— Assigned task —
All lines holding the word "AppPhase" in the listing below need to be copied.

— Source records —
┌──
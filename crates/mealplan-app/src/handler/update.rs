//! Main update function - handles state transitions (TEA pattern)
//!
//! Handler implementations live in the per-page submodules:
//! - `groceries`: grocery list and form
//! - `months`: month picker and add-month dialog
//! - `meals`: meal planner and meal editor
//! - `recipes`: explorer, recipe detail and recipe form
//! - `settings`: settings page and currency picker

use tracing::{debug, info, warn};

use crate::message::Message;
use crate::state::{AppPhase, AppState, Tab, UiMode};

use super::{groceries, keys::handle_key, meals, months, recipes, settings, UpdateResult};

/// Process a message and update state
/// Returns optional follow-up message and/or action
pub fn update(state: &mut AppState, message: Message) -> UpdateResult {
    match message {
        Message::Key(key) => {
            if let Some(msg) = handle_key(state, key) {
                UpdateResult::message(msg)
            } else {
                UpdateResult::none()
            }
        }

        Message::Tick { today } => {
            // New grocery items are dated with this, so follow midnight
            if today != state.today {
                info!("Date changed from {} to {}", state.today, today);
                state.today = today;
            }
            UpdateResult::none()
        }

        Message::Quit => {
            state.phase = AppPhase::Quitting;
            UpdateResult::none()
        }

        // ─────────────────────────────────────────────────────────
        // Navigation
        // ─────────────────────────────────────────────────────────
        Message::SelectTab(tab) => select_tab(state, tab),
        Message::NextTab => select_tab(state, state.tab.next()),
        Message::PrevTab => select_tab(state, state.tab.prev()),

        // ─────────────────────────────────────────────────────────
        // Groceries
        // ─────────────────────────────────────────────────────────
        Message::GroceryUp => groceries::handle_move(state, -1),
        Message::GroceryDown => groceries::handle_move(state, 1),
        Message::ToggleGrocery => groceries::handle_toggle(state),
        Message::DeleteGrocery => groceries::handle_delete(state),
        Message::OpenGroceryForm => groceries::handle_open_form(state),
        Message::EditGrocery => groceries::handle_edit(state),
        Message::GroceryFormInput(c) => groceries::handle_form_input(state, c),
        Message::GroceryFormBackspace => groceries::handle_form_backspace(state),
        Message::GroceryFormNextField => groceries::handle_form_focus(state, true),
        Message::GroceryFormPrevField => groceries::handle_form_focus(state, false),
        Message::GroceryFormCycleCategory { forward } => {
            groceries::handle_form_cycle_category(state, forward)
        }
        Message::GroceryFormSubmit => groceries::handle_form_submit(state),
        Message::GroceryFormCancel => groceries::handle_form_cancel(state),

        // ─────────────────────────────────────────────────────────
        // Month Picker
        // ─────────────────────────────────────────────────────────
        Message::OpenMonthPicker => months::handle_open(state),
        Message::MonthPickerInput(c) => months::handle_input(state, c),
        Message::MonthPickerBackspace => months::handle_backspace(state),
        Message::MonthPickerUp => months::handle_move(state, -1),
        Message::MonthPickerDown => months::handle_move(state, 1),
        Message::MonthPickerSelect => months::handle_select(state),
        Message::MonthPickerToggleDefault => months::handle_toggle_default(state),
        Message::CloseMonthPicker => months::handle_close(state),
        Message::OpenAddMonth => months::handle_open_add_month(state),
        Message::AddMonthPrevMonth => months::handle_add_month_step(state, |d| d.prev_month()),
        Message::AddMonthNextMonth => months::handle_add_month_step(state, |d| d.next_month()),
        Message::AddMonthPrevYear => months::handle_add_month_step(state, |d| d.prev_year()),
        Message::AddMonthNextYear => months::handle_add_month_step(state, |d| d.next_year()),
        Message::AddMonthConfirm => months::handle_add_month_confirm(state),
        Message::AddMonthCancel => months::handle_add_month_cancel(state),

        // ─────────────────────────────────────────────────────────
        // Meals
        // ─────────────────────────────────────────────────────────
        Message::MoveMealCursor { days, types } => meals::handle_move_cursor(state, days, types),
        Message::NextWeek => meals::handle_step_week(state, true),
        Message::PrevWeek => meals::handle_step_week(state, false),
        Message::AddWeek => meals::handle_add_week(state),
        Message::RemoveMeal => meals::handle_remove_meal(state),
        Message::OpenMealEditor => meals::handle_open_editor(state),
        Message::MealEditorInput(c) => meals::handle_editor_input(state, c),
        Message::MealEditorBackspace => meals::handle_editor_backspace(state),
        Message::MealEditorCycleRecipe { forward } => meals::handle_editor_cycle(state, forward),
        Message::MealEditorSave => meals::handle_editor_save(state),
        Message::MealEditorRemove => meals::handle_editor_remove(state),
        Message::MealEditorCancel => meals::handle_editor_cancel(state),

        // ─────────────────────────────────────────────────────────
        // Recipes
        // ─────────────────────────────────────────────────────────
        Message::ToggleRecipeTab => recipes::handle_toggle_tab(state),
        Message::StartRecipeSearch => {
            state.ui_mode = UiMode::RecipeSearch;
            UpdateResult::none()
        }
        Message::RecipeSearchInput(c) => recipes::handle_search_input(state, Some(c)),
        Message::RecipeSearchBackspace => recipes::handle_search_input(state, None),
        Message::ClearRecipeSearch => recipes::handle_clear_search(state),
        Message::EndRecipeSearch => {
            state.ui_mode = UiMode::Normal;
            UpdateResult::none()
        }
        Message::RecipeUp => recipes::handle_move(state, -1),
        Message::RecipeDown => recipes::handle_move(state, 1),

        Message::OpenCategoryPicker => recipes::handle_open_category_picker(state),
        Message::CategoryPickerUp => {
            state.explorer.move_category_cursor(-1);
            UpdateResult::none()
        }
        Message::CategoryPickerDown => {
            state.explorer.move_category_cursor(1);
            UpdateResult::none()
        }
        Message::CategoryPickerSelect => recipes::handle_category_select(state),
        Message::CloseCategoryPicker => {
            state.ui_mode = UiMode::Normal;
            UpdateResult::none()
        }

        Message::ExplorerDebounceElapsed { generation } => {
            recipes::handle_debounce_elapsed(state, generation)
        }
        Message::ExplorerResults { request, results } => {
            recipes::handle_results(state, request, results)
        }
        Message::ExplorerFailed { request, error } => {
            state.explorer.apply_failure(&request, &error);
            UpdateResult::none()
        }
        Message::LoadCategories => recipes::handle_load_categories(state),
        Message::CategoriesLoaded(categories) => {
            state.explorer.set_categories(categories);
            UpdateResult::none()
        }
        Message::CategoriesFailed(error) => {
            warn!("Failed to load recipe categories: {}", error);
            UpdateResult::none()
        }

        Message::OpenRecipe => recipes::handle_open_recipe(state),
        Message::RandomRecipe => recipes::handle_random_recipe(state),
        Message::RecipeDetailLoaded { request, recipe } => {
            recipes::handle_detail_loaded(state, request, recipe)
        }
        Message::RecipeDetailFailed { request, error } => {
            recipes::handle_detail_failed(state, request, &error)
        }
        Message::CloseRecipeDetail => {
            state.detail = None;
            state.ui_mode = UiMode::Normal;
            UpdateResult::none()
        }
        Message::ScrollRecipeDetail(delta) => recipes::handle_scroll_detail(state, delta),
        Message::AddRecipeToPlan => recipes::handle_add_to_plan(state),

        Message::EditRecipe => recipes::handle_edit_recipe(state),
        Message::DeleteRecipe => recipes::handle_delete_recipe(state),
        Message::RecipeFormInput(c) => recipes::with_form(state, |f| f.insert_char(c)),
        Message::RecipeFormBackspace => recipes::with_form(state, |f| f.backspace()),
        Message::RecipeFormEnter => recipes::with_form(state, |f| f.enter()),
        Message::RecipeFormNextField => recipes::with_form(state, |f| f.focus = f.focus.next()),
        Message::RecipeFormPrevField => recipes::with_form(state, |f| f.focus = f.focus.prev()),
        Message::RecipeFormSave => recipes::handle_form_save(state),
        Message::RecipeFormCancel => recipes::handle_form_cancel(state),

        // ─────────────────────────────────────────────────────────
        // Settings
        // ─────────────────────────────────────────────────────────
        Message::SettingsUp => {
            state.settings.move_cursor(-1);
            UpdateResult::none()
        }
        Message::SettingsDown => {
            state.settings.move_cursor(1);
            UpdateResult::none()
        }
        Message::SettingsActivate => settings::handle_activate(state),
        Message::ToggleDarkMode => settings::handle_toggle_dark_mode(state),
        Message::ToggleMetric => settings::handle_toggle_metric(state),
        Message::SignOut => settings::handle_sign_out(state),

        Message::OpenCurrencyPicker => settings::handle_open_currency_picker(state),
        Message::CurrencyPickerInput(c) => settings::handle_currency_input(state, Some(c)),
        Message::CurrencyPickerBackspace => settings::handle_currency_input(state, None),
        Message::CurrencyDebounceElapsed { generation } => {
            settings::handle_currency_debounce(state, generation)
        }
        Message::CurrencyPickerUp => settings::handle_currency_move(state, -1),
        Message::CurrencyPickerDown => settings::handle_currency_move(state, 1),
        Message::CurrencyPickerSelect => settings::handle_currency_select(state),
        Message::CloseCurrencyPicker => settings::handle_close_currency_picker(state),
    }
}

fn select_tab(state: &mut AppState, tab: Tab) -> UpdateResult {
    if state.tab != tab {
        debug!("Switching to {} tab", tab.title());
    }
    state.tab = tab;
    state.ui_mode = UiMode::Normal;
    state.status = None;
    UpdateResult::none()
}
└──
— Response —
use crate::state::{AppPhase, AppState, Tab, UiMode};
            state.phase = AppPhase::Quitting;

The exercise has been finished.